AVAILABLE RECORDS Block Start

//! Gateway and runner configuration.

use std::net::SocketAddr;
use std::time::Duration;

use crate::framer::FramerKind;
use crate::resolve::DEFAULT_REMOTE_PORT;

#[derive(Debug, Clone)]
pub struct GatewayConfig {
    /// Stream transport listen address.
    pub listen: SocketAddr,
    /// HTTP ingress, health and metrics.
    pub http_listen: SocketAddr,
    /// Port of bare-name functions.
    pub default_port: u16,
    pub call_timeout: Option<Duration>,
}

impl Default for GatewayConfig {
    fn default() -> Self {
        Self {
            listen: SocketAddr::from(([0, 0, 0, 0], DEFAULT_REMOTE_PORT)),
            http_listen: SocketAddr::from(([0, 0, 0, 0], 8000)),
            default_port: DEFAULT_REMOTE_PORT,
            call_timeout: None,
        }
    }
}

impl GatewayConfig {
    pub fn with_listen(mut self, addr: SocketAddr) -> Self {
        self.listen = addr;
        self
    }

    pub fn with_http_listen(mut self, addr: SocketAddr) -> Self {
        self.http_listen = addr;
        self
    }

    pub fn with_default_port(mut self, port: u16) -> Self {
        self.default_port = port;
        self
    }

    pub fn with_call_timeout(mut self, timeout: Option<Duration>) -> Self {
        self.call_timeout = timeout;
        self
    }
}

/// How the runner executes its program.
#[derive(Debug, Clone, Copy, Default, PartialEq, Eq)]
pub enum RunnerMode {
    /// One process per call, output streamed.
    #[default]
    Exec,
    /// One process per call, output released only on success.
    Buffered,
    /// One warm process, calls delimited by a framer.
    Afterburn(FramerKind),
}

impl RunnerMode {
    /// Afterburn wins over buffering when both are requested.
    pub fn select(framer: Option<FramerKind>, buffered: bool) -> Self {
        match (framer, buffered) {
            (Some(kind), _) => Self::Afterburn(kind),
            (None, true) => Self::Buffered,
            (None, false) => Self::Exec,
        }
    }
}

#[derive(Debug, Clone)]
pub struct RunnerConfig {
    pub program: String,
    pub args: Vec<String>,
    pub mode: RunnerMode,
    /// Stream transport listen address.
    pub listen: SocketAddr,
    pub http_listen: SocketAddr,
    pub call_timeout: Option<Duration>,
    /// Input beyond this many bytes is not passed to the program.
    pub read_limit: Option<u64>,
}

impl RunnerConfig {
    pub fn new<I, S>(program: impl Into<String>, args: I) -> Self
    where
        I: IntoIterator<Item = S>,
        S: Into<String>,
    {
        Self {
            program: program.into(),
            args: args.into_iter().map(Into::into).collect(),
            mode: RunnerMode::default(),
            listen: SocketAddr::from(([0, 0, 0, 0], DEFAULT_REMOTE_PORT)),
            http_listen: SocketAddr::from(([0, 0, 0, 0], 8080)),
            call_timeout: None,
            read_limit: None,
        }
    }

    pub fn with_mode(mut self, mode: RunnerMode) -> Self {
        self.mode = mode;
        self
    }

    pub fn with_listen(mut self, addr: SocketAddr) -> Self {
        self.listen = addr;
        self
    }

    pub fn with_http_listen(mut self, addr: SocketAddr) -> Self {
        self.http_listen = addr;
        self
    }

    pub fn with_call_timeout(mut self, timeout: Option<Duration>) -> Self {
        self.call_timeout = timeout;
        self
    }

    pub fn with_read_limit(mut self, limit: Option<u64>) -> Self {
        self.read_limit = limit;
        self
    }
}

/// Parse `250ms`, `30s`, `5m`, `1h`; a bare number means seconds.
pub fn parse_duration(s: &str) -> Result<Duration, String> {
    let s = s.trim();
    let split = s.find(|c: char| !c.is_ascii_digit()).unwrap_or(s.len());
    let (digits, unit) = s.split_at(split);
    let value: u64 = digits
        .parse()
        .map_err(|_| format!("invalid duration {s:?}"))?;
    match unit {
        "ms" => Ok(Duration::from_millis(value)),
        "" | "s" => Ok(Duration::from_secs(value)),
        "m" => Ok(Duration::from_secs(value * 60)),
        "h" => Ok(Duration::from_secs(value * 3600)),
        other => Err(format!("unknown duration unit {other:?} in {s:?}")),
    }
}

AVAILABLE RECORDS Block End

Your answer must be a copy of every line in the data above that holds the string "program".

/// How the runner executes its program.
    pub program: String,
    /// Input beyond this many bytes is not passed to the program.
    pub fn new<I, S>(program: impl Into<String>, args: I) -> Self
            program: program.into(),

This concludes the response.